Jade had submitted her request for information immediately, but her delivery came over a day later. At that point she was almost ready to jump out of her skin in anticipation and ran to check the slot every time she heard a noise. But she hadn’t had much time in the living room alone because Olivia was camped out there on the first day and Zoe and Ethan kept hovering around the doorways the rest of the time.
She hadn’t really been interested in socializing, so she turned her attention to her a big project, the one she had conceived before discovering the strange little package hidden above the ceiling tile. It had taken a little work to gather enough supplies for a mural, but she figured the watchers would provide if she ran out. Unless they didn’t like the idea of her painting all over her bedroom walls. But what should it matter to them. From what little she knew about her reasons, she’d paid quite a lot of money to be there according to the contract. So they could repaint the wall later if they didn’t like it.

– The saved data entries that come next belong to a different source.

use std::fmt;
use std::str::FromStr;

use serde::{Deserialize, Serialize};

use crate::ModelError;

/// The four survey tables published by the statistics API.
#[derive(Debug, Clone, Copy, PartialEq, Eq, PartialOrd, Ord, Hash, Serialize, Deserialize)]
#[serde(rename_all = "lowercase")]
pub enum TableKind {
    /// Indicator scores on the 1-5 scale.
    Indikatorer,
    /// Theme scores and answer distributions.
    Temaer,
    /// Bullying incidence percentages.
    Mobbing,
    /// Participation and response rates.
    Deltakelse,
}

impl TableKind {
    pub const ALL: [TableKind; 4] = [
        TableKind::Indikatorer,
        TableKind::Temaer,
        TableKind::Mobbing,
        TableKind::Deltakelse,
    ];

    /// Numeric table id in the statistics API.
    pub const fn table_id(self) -> u32 {
        match self {
            Self::Indikatorer => 152,
            Self::Temaer => 153,
            Self::Mobbing => 154,
            Self::Deltakelse => 155,
        }
    }

    pub const fn key(self) -> &'static str {
        match self {
            Self::Indikatorer => "indikatorer",
            Self::Temaer => "temaer",
            Self::Mobbing => "mobbing",
            Self::Deltakelse => "deltakelse",
        }
    }

    /// File name of the bundled snapshot, e.g. `tabell_152.json`.
    pub fn snapshot_file_name(self) -> String {
        format!("tabell_{}.json", self.table_id())
    }
}

impl fmt::Display for TableKind {
    fn fmt(&self, f: &mut fmt::Formatter<'_>) -> fmt::Result {
        f.write_str(self.key())
    }
}

impl FromStr for TableKind {
    type Err = ModelError;

    fn from_str(s: &str) -> Result<Self, Self::Err> {
        let needle = s.trim().to_lowercase();
        Self::ALL
            .into_iter()
            .find(|kind| kind.key() == needle || kind.table_id().to_string() == needle)
            .ok_or_else(|| ModelError::UnknownTable(s.to_string()))
    }
}

#[cfg(test)]
mod tests {
    use super::*;

    #[test]
    fn ids_and_files() {
        assert_eq!(TableKind::Indikatorer.table_id(), 152);
        assert_eq!(TableKind::Deltakelse.snapshot_file_name(), "tabell_155.json");
    }

    #[test]
    fn parses_key_or_id() {
        assert_eq!("Mobbing".parse::<TableKind>(), Ok(TableKind::Mobbing));
        assert_eq!("153".parse::<TableKind>(), Ok(TableKind::Temaer));
        assert!("elever".parse::<TableKind>().is_err());
    }
}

Allowing her mind to wander as she let her paintbrush flow over the walls, she began to paint, mixing colors and forming shapes with no regard to the greater plan. She made her art by pure instinct, doing everything she could to prevent her conscious mind from getting in the way of her subconscious genius. The experience of letting go like that was like a natural high and she found hours passing without her noticing until her stomach growled or her bladder reminded her that she hadn’t stopped for a bathroom break in a long time. A few of her nest-mates, as she’d taken to calling them, had dropped by while she worked, regarding the growing mural with skeptical expressions, but she didn’t even acknowledge their presence. Many people had trouble understanding art.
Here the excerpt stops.